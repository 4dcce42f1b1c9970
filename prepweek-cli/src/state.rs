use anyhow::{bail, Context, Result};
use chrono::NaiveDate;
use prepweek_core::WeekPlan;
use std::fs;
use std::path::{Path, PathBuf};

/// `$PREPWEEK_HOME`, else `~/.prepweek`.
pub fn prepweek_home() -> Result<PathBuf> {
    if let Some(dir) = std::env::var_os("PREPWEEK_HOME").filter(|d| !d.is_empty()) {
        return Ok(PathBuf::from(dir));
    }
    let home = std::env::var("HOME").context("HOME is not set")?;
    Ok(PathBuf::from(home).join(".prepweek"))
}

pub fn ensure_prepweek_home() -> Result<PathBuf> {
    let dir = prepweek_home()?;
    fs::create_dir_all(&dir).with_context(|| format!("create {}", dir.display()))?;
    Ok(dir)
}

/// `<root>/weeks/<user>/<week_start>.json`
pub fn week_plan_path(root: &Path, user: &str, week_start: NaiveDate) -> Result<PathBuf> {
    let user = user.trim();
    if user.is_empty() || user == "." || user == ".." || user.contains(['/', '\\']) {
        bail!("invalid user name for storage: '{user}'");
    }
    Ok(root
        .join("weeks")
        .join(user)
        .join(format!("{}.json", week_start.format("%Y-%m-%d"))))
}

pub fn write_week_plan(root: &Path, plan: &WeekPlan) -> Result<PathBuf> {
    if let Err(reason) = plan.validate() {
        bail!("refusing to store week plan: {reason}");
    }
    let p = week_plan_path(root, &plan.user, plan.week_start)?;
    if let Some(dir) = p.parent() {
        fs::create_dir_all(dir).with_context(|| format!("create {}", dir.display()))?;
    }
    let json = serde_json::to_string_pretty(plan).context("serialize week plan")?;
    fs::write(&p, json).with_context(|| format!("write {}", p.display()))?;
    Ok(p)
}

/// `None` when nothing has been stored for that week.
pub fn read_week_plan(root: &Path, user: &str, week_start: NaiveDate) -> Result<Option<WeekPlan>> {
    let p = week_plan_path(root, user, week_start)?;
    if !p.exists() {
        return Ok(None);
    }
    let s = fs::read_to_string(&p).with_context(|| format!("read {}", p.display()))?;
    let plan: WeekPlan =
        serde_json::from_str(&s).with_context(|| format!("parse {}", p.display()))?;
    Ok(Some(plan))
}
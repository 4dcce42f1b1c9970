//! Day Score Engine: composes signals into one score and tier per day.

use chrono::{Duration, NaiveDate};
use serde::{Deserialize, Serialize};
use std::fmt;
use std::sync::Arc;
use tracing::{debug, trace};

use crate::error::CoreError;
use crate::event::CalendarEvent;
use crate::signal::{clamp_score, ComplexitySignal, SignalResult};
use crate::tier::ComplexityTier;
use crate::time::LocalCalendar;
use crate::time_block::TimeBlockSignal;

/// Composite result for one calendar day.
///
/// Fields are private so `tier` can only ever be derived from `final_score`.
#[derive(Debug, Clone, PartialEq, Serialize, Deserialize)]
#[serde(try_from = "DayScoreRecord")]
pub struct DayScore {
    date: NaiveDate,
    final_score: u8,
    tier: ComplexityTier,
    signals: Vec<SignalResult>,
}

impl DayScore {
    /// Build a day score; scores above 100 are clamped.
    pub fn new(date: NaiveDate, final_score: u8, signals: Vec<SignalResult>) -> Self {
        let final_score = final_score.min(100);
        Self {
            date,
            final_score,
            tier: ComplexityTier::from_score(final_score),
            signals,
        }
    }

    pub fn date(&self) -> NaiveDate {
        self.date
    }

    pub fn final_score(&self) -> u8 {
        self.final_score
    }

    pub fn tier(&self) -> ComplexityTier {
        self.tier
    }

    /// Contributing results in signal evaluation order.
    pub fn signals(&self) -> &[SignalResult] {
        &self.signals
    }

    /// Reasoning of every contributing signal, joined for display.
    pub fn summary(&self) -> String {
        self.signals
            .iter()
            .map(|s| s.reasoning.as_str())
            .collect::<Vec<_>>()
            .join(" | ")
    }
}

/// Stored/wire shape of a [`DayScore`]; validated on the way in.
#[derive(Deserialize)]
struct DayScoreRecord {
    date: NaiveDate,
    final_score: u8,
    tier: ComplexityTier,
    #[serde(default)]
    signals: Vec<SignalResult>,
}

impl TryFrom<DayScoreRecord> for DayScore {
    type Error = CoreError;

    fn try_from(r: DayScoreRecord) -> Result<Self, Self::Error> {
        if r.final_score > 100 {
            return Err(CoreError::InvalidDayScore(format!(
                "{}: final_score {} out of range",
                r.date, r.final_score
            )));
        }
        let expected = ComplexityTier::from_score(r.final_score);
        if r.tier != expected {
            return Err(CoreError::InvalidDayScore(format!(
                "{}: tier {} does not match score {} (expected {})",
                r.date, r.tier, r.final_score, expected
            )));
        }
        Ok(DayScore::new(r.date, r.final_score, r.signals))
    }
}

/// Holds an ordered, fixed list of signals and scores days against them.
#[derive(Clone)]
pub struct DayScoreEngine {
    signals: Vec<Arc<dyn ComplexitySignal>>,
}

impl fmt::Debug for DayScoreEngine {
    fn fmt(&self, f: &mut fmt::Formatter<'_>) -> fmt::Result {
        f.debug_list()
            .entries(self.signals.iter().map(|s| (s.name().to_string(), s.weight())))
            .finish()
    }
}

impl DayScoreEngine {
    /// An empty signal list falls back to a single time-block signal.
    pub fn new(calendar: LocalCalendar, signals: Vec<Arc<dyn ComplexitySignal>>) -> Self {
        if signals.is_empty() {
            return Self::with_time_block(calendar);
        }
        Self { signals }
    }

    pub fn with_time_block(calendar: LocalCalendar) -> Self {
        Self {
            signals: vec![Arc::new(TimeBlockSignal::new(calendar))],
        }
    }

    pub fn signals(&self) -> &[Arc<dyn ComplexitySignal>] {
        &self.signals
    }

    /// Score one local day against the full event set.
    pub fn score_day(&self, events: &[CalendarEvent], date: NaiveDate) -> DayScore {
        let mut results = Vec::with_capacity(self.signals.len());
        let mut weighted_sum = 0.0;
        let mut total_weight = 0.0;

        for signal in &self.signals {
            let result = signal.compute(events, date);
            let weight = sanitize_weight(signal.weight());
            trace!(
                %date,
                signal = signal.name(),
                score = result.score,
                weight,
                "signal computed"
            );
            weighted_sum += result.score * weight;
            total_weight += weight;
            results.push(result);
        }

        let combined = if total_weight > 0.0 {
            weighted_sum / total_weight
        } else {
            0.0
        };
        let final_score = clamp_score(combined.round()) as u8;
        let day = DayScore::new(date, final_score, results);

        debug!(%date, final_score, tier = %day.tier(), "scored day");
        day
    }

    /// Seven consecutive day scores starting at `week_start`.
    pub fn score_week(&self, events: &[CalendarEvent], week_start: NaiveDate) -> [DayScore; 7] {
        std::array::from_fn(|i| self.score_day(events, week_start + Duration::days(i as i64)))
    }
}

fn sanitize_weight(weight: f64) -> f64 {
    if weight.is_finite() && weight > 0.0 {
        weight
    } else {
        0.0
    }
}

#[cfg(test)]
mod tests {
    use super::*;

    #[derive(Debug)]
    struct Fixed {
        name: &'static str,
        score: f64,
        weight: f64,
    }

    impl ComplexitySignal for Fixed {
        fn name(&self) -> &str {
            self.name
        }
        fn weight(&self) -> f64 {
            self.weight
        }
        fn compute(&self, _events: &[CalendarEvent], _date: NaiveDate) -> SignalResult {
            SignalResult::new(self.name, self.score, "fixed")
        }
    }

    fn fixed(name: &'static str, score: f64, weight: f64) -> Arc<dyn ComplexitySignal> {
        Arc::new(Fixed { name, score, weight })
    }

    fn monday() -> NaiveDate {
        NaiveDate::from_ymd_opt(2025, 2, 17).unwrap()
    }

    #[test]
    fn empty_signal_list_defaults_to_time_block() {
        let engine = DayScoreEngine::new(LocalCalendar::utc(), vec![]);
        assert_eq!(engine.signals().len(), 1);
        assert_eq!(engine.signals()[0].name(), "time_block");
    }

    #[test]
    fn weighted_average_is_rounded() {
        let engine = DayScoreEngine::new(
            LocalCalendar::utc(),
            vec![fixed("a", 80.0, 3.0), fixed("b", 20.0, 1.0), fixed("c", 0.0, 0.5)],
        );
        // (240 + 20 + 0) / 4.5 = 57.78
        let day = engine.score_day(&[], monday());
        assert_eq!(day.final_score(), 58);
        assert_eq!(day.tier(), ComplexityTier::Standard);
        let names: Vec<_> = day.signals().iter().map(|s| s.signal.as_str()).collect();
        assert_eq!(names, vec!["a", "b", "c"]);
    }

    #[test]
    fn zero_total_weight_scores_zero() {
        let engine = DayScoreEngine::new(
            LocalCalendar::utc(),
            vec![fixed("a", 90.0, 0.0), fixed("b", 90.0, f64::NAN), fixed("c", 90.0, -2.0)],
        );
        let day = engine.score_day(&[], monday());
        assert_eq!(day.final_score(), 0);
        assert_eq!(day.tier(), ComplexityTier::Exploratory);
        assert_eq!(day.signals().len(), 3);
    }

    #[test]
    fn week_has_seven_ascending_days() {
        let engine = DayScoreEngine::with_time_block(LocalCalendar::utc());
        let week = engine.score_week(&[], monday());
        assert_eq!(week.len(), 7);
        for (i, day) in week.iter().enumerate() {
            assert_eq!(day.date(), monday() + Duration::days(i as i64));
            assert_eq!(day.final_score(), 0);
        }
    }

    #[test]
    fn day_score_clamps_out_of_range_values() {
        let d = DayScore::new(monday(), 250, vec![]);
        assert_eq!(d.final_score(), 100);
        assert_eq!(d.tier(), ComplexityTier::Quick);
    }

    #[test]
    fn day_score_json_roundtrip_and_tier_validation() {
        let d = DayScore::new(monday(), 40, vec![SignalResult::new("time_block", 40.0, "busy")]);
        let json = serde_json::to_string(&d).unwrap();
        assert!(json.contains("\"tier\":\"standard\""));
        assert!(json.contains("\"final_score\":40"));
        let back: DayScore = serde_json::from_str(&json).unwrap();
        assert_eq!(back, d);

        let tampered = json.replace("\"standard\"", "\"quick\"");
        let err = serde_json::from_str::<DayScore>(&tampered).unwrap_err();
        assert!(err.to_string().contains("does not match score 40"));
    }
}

────────

**What the task requires**
Give back the opening line of the records above and every line after it, up to and including the one with "if let Err(reason)", unchanged.

**Solution for this exercise**
repository 4dcce42f1b1c9970
filename prepweek-cli/src/state.rs
use anyhow::{bail, Context, Result};
use chrono::NaiveDate;
use prepweek_core::WeekPlan;
use std::fs;
use std::path::{Path, PathBuf};

/// `$PREPWEEK_HOME`, else `~/.prepweek`.
pub fn prepweek_home() -> Result<PathBuf> {
    if let Some(dir) = std::env::var_os("PREPWEEK_HOME").filter(|d| !d.is_empty()) {
        return Ok(PathBuf::from(dir));
    }
    let home = std::env::var("HOME").context("HOME is not set")?;
    Ok(PathBuf::from(home).join(".prepweek"))
}

pub fn ensure_prepweek_home() -> Result<PathBuf> {
    let dir = prepweek_home()?;
    fs::create_dir_all(&dir).with_context(|| format!("create {}", dir.display()))?;
    Ok(dir)
}

/// `<root>/weeks/<user>/<week_start>.json`
pub fn week_plan_path(root: &Path, user: &str, week_start: NaiveDate) -> Result<PathBuf> {
    let user = user.trim();
    if user.is_empty() || user == "." || user == ".." || user.contains(['/', '\\']) {
        bail!("invalid user name for storage: '{user}'");
    }
    Ok(root
        .join("weeks")
        .join(user)
        .join(format!("{}.json", week_start.format("%Y-%m-%d"))))
}

pub fn write_week_plan(root: &Path, plan: &WeekPlan) -> Result<PathBuf> {
    if let Err(reason) = plan.validate() {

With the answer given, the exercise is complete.